Stored data —
----

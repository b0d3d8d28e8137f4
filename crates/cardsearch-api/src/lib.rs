// Copyright 2026 Phillip Cloud
// Licensed under the Apache License, Version 2.0

use anyhow::{Context, Result, bail};
use cardsearch_app::{
    Query, Record, SearchError, SearchOutcome, decode_records, filter_records,
};
use reqwest::blocking::Client as HttpClient;
use std::time::{Duration, Instant};
use tracing::{debug, warn};
use url::Url;

pub const DEFAULT_ENDPOINT: &str = "https://localhost:7345/api/D_Genbco_T/Retrieve";

#[derive(Debug, Clone, Copy, PartialEq, Eq, Default)]
pub struct ClientOptions {
    /// `None` leaves reqwest's own default in place.
    pub timeout: Option<Duration>,
    /// The development API serves a self-signed certificate.
    pub accept_invalid_certs: bool,
}

#[derive(Debug, Clone)]
pub struct Client {
    endpoint: Url,
    http: HttpClient,
}

impl Client {
    pub fn new(endpoint: &str, options: ClientOptions) -> Result<Self> {
        let endpoint = endpoint.trim();
        if endpoint.is_empty() {
            bail!("search.endpoint must not be empty");
        }
        let endpoint =
            Url::parse(endpoint).with_context(|| format!("parse endpoint {endpoint:?}"))?;
        if !matches!(endpoint.scheme(), "http" | "https") {
            bail!(
                "endpoint {} must use http or https, got {:?}",
                endpoint,
                endpoint.scheme()
            );
        }

        let mut builder = HttpClient::builder();
        if let Some(timeout) = options.timeout {
            builder = builder.timeout(timeout);
        }
        if options.accept_invalid_certs {
            builder = builder.danger_accept_invalid_certs(true);
        }
        let http = builder.build().context("build HTTP client")?;

        Ok(Self { endpoint, http })
    }

    pub fn endpoint(&self) -> &str {
        self.endpoint.as_str()
    }

    /// Downloads the full catalog with a single GET. The query never reaches
    /// the server.
    pub fn fetch_records(&self) -> Result<Vec<Record>, SearchError> {
        let started = Instant::now();
        debug!(endpoint = %self.endpoint, "fetching catalog");

        let response = self
            .http
            .get(self.endpoint.clone())
            .send()
            .map_err(|error| {
                warn!(endpoint = %self.endpoint, %error, "request failed");
                SearchError::Connection {
                    endpoint: endpoint_label(&self.endpoint),
                }
            })?;

        let status = response.status();
        if !status.is_success() {
            warn!(endpoint = %self.endpoint, status = status.as_u16(), "non-success status");
            return Err(SearchError::Http {
                status: status.as_u16(),
                status_text: status.canonical_reason().unwrap_or_default().to_owned(),
            });
        }

        let body = response
            .text()
            .map_err(|error| SearchError::unexpected(format!("read response body: {error}")))?;
        let records = decode_records(&body)?;
        debug!(
            count = records.len(),
            elapsed_ms = started.elapsed().as_millis() as u64,
            "catalog fetched"
        );
        Ok(records)
    }

    pub fn search(&self, query: &Query) -> SearchOutcome {
        match self.fetch_records() {
            Ok(records) => SearchOutcome::Matches(filter_records(records, query)),
            Err(error) => SearchOutcome::Failed(error),
        }
    }
}

/// `host:port` of the endpoint, as shown to the user when it is unreachable.
fn endpoint_label(endpoint: &Url) -> String {
    let host = endpoint.host_str().unwrap_or("?");
    match endpoint.port_or_known_default() {
        Some(port) => format!("{host}:{port}"),
        None => host.to_owned(),
    }
}
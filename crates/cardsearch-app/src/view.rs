// Copyright 2026 Phillip Cloud
// Licensed under the Apache License, Version 2.0

use crate::{Query, Record};

/// The five mutually exclusive panels of the search screen.
#[derive(Debug, Clone, Copy, PartialEq, Eq, Hash)]
pub enum Panel {
    Initial,
    Loading,
    Results,
    Empty,
    Error,
}

impl Panel {
    pub const ALL: [Self; 5] = [
        Self::Initial,
        Self::Loading,
        Self::Results,
        Self::Empty,
        Self::Error,
    ];

    pub const fn as_str(self) -> &'static str {
        match self {
            Self::Initial => "initial",
            Self::Loading => "loading",
            Self::Results => "results",
            Self::Empty => "empty",
            Self::Error => "error",
        }
    }
}

#[derive(Debug, Clone, PartialEq)]
pub enum ResultsPayload {
    /// Canned content of the simulated search, echoing the query.
    Placeholder { query: Query },
    Records(Vec<Record>),
}

#[derive(Debug, Clone, PartialEq, Default)]
pub enum ViewState {
    #[default]
    Initial,
    Loading {
        query: Query,
    },
    Results(ResultsPayload),
    Empty,
    Error {
        message: String,
    },
}

impl ViewState {
    pub const fn panel(&self) -> Panel {
        match self {
            Self::Initial => Panel::Initial,
            Self::Loading { .. } => Panel::Loading,
            Self::Results(_) => Panel::Results,
            Self::Empty => Panel::Empty,
            Self::Error { .. } => Panel::Error,
        }
    }

    pub fn is_visible(&self, panel: Panel) -> bool {
        self.panel() == panel
    }
}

----

ASSIGNMENT —
The records are to be duplicated in full, with every word kept exactly.

RESULT —
repository b0d3d8d28e8137f4
filename crates/cardsearch-api/src/lib.rs
// Copyright 2026 Phillip Cloud
// Licensed under the Apache License, Version 2.0

use anyhow::{Context, Result, bail};
use cardsearch_app::{
    Query, Record, SearchError, SearchOutcome, decode_records, filter_records,
};
use reqwest::blocking::Client as HttpClient;
use std::time::{Duration, Instant};
use tracing::{debug, warn};
use url::Url;

pub const DEFAULT_ENDPOINT: &str = "https://localhost:7345/api/D_Genbco_T/Retrieve";

#[derive(Debug, Clone, Copy, PartialEq, Eq, Default)]
pub struct ClientOptions {
    /// `None` leaves reqwest's own default in place.
    pub timeout: Option<Duration>,
    /// The development API serves a self-signed certificate.
    pub accept_invalid_certs: bool,
}

#[derive(Debug, Clone)]
pub struct Client {
    endpoint: Url,
    http: HttpClient,
}

impl Client {
    pub fn new(endpoint: &str, options: ClientOptions) -> Result<Self> {
        let endpoint = endpoint.trim();
        if endpoint.is_empty() {
            bail!("search.endpoint must not be empty");
        }
        let endpoint =
            Url::parse(endpoint).with_context(|| format!("parse endpoint {endpoint:?}"))?;
        if !matches!(endpoint.scheme(), "http" | "https") {
            bail!(
                "endpoint {} must use http or https, got {:?}",
                endpoint,
                endpoint.scheme()
            );
        }

        let mut builder = HttpClient::builder();
        if let Some(timeout) = options.timeout {
            builder = builder.timeout(timeout);
        }
        if options.accept_invalid_certs {
            builder = builder.danger_accept_invalid_certs(true);
        }
        let http = builder.build().context("build HTTP client")?;

        Ok(Self { endpoint, http })
    }

    pub fn endpoint(&self) -> &str {
        self.endpoint.as_str()
    }

    /// Downloads the full catalog with a single GET. The query never reaches
    /// the server.
    pub fn fetch_records(&self) -> Result<Vec<Record>, SearchError> {
        let started = Instant::now();
        debug!(endpoint = %self.endpoint, "fetching catalog");

        let response = self
            .http
            .get(self.endpoint.clone())
            .send()
            .map_err(|error| {
                warn!(endpoint = %self.endpoint, %error, "request failed");
                SearchError::Connection {
                    endpoint: endpoint_label(&self.endpoint),
                }
            })?;

        let status = response.status();
        if !status.is_success() {
            warn!(endpoint = %self.endpoint, status = status.as_u16(), "non-success status");
            return Err(SearchError::Http {
                status: status.as_u16(),
                status_text: status.canonical_reason().unwrap_or_default().to_owned(),
            });
        }

        let body = response
            .text()
            .map_err(|error| SearchError::unexpected(format!("read response body: {error}")))?;
        let records = decode_records(&body)?;
        debug!(
            count = records.len(),
            elapsed_ms = started.elapsed().as_millis() as u64,
            "catalog fetched"
        );
        Ok(records)
    }

    pub fn search(&self, query: &Query) -> SearchOutcome {
        match self.fetch_records() {
            Ok(records) => SearchOutcome::Matches(filter_records(records, query)),
            Err(error) => SearchOutcome::Failed(error),
        }
    }
}

/// `host:port` of the endpoint, as shown to the user when it is unreachable.
fn endpoint_label(endpoint: &Url) -> String {
    let host = endpoint.host_str().unwrap_or("?");
    match endpoint.port_or_known_default() {
        Some(port) => format!("{host}:{port}"),
        None => host.to_owned(),
    }
}
filename crates/cardsearch-app/src/view.rs
// Copyright 2026 Phillip Cloud
// Licensed under the Apache License, Version 2.0

use crate::{Query, Record};

/// The five mutually exclusive panels of the search screen.
#[derive(Debug, Clone, Copy, PartialEq, Eq, Hash)]
pub enum Panel {
    Initial,
    Loading,
    Results,
    Empty,
    Error,
}

impl Panel {
    pub const ALL: [Self; 5] = [
        Self::Initial,
        Self::Loading,
        Self::Results,
        Self::Empty,
        Self::Error,
    ];

    pub const fn as_str(self) -> &'static str {
        match self {
            Self::Initial => "initial",
            Self::Loading => "loading",
            Self::Results => "results",
            Self::Empty => "empty",
            Self::Error => "error",
        }
    }
}

#[derive(Debug, Clone, PartialEq)]
pub enum ResultsPayload {
    /// Canned content of the simulated search, echoing the query.
    Placeholder { query: Query },
    Records(Vec<Record>),
}

#[derive(Debug, Clone, PartialEq, Default)]
pub enum ViewState {
    #[default]
    Initial,
    Loading {
        query: Query,
    },
    Results(ResultsPayload),
    Empty,
    Error {
        message: String,
    },
}

impl ViewState {
    pub const fn panel(&self) -> Panel {
        match self {
            Self::Initial => Panel::Initial,
            Self::Loading { .. } => Panel::Loading,
            Self::Results(_) => Panel::Results,
            Self::Empty => Panel::Empty,
            Self::Error { .. } => Panel::Error,
        }
    }

    pub fn is_visible(&self, panel: Panel) -> bool {
        self.panel() == panel
    }
}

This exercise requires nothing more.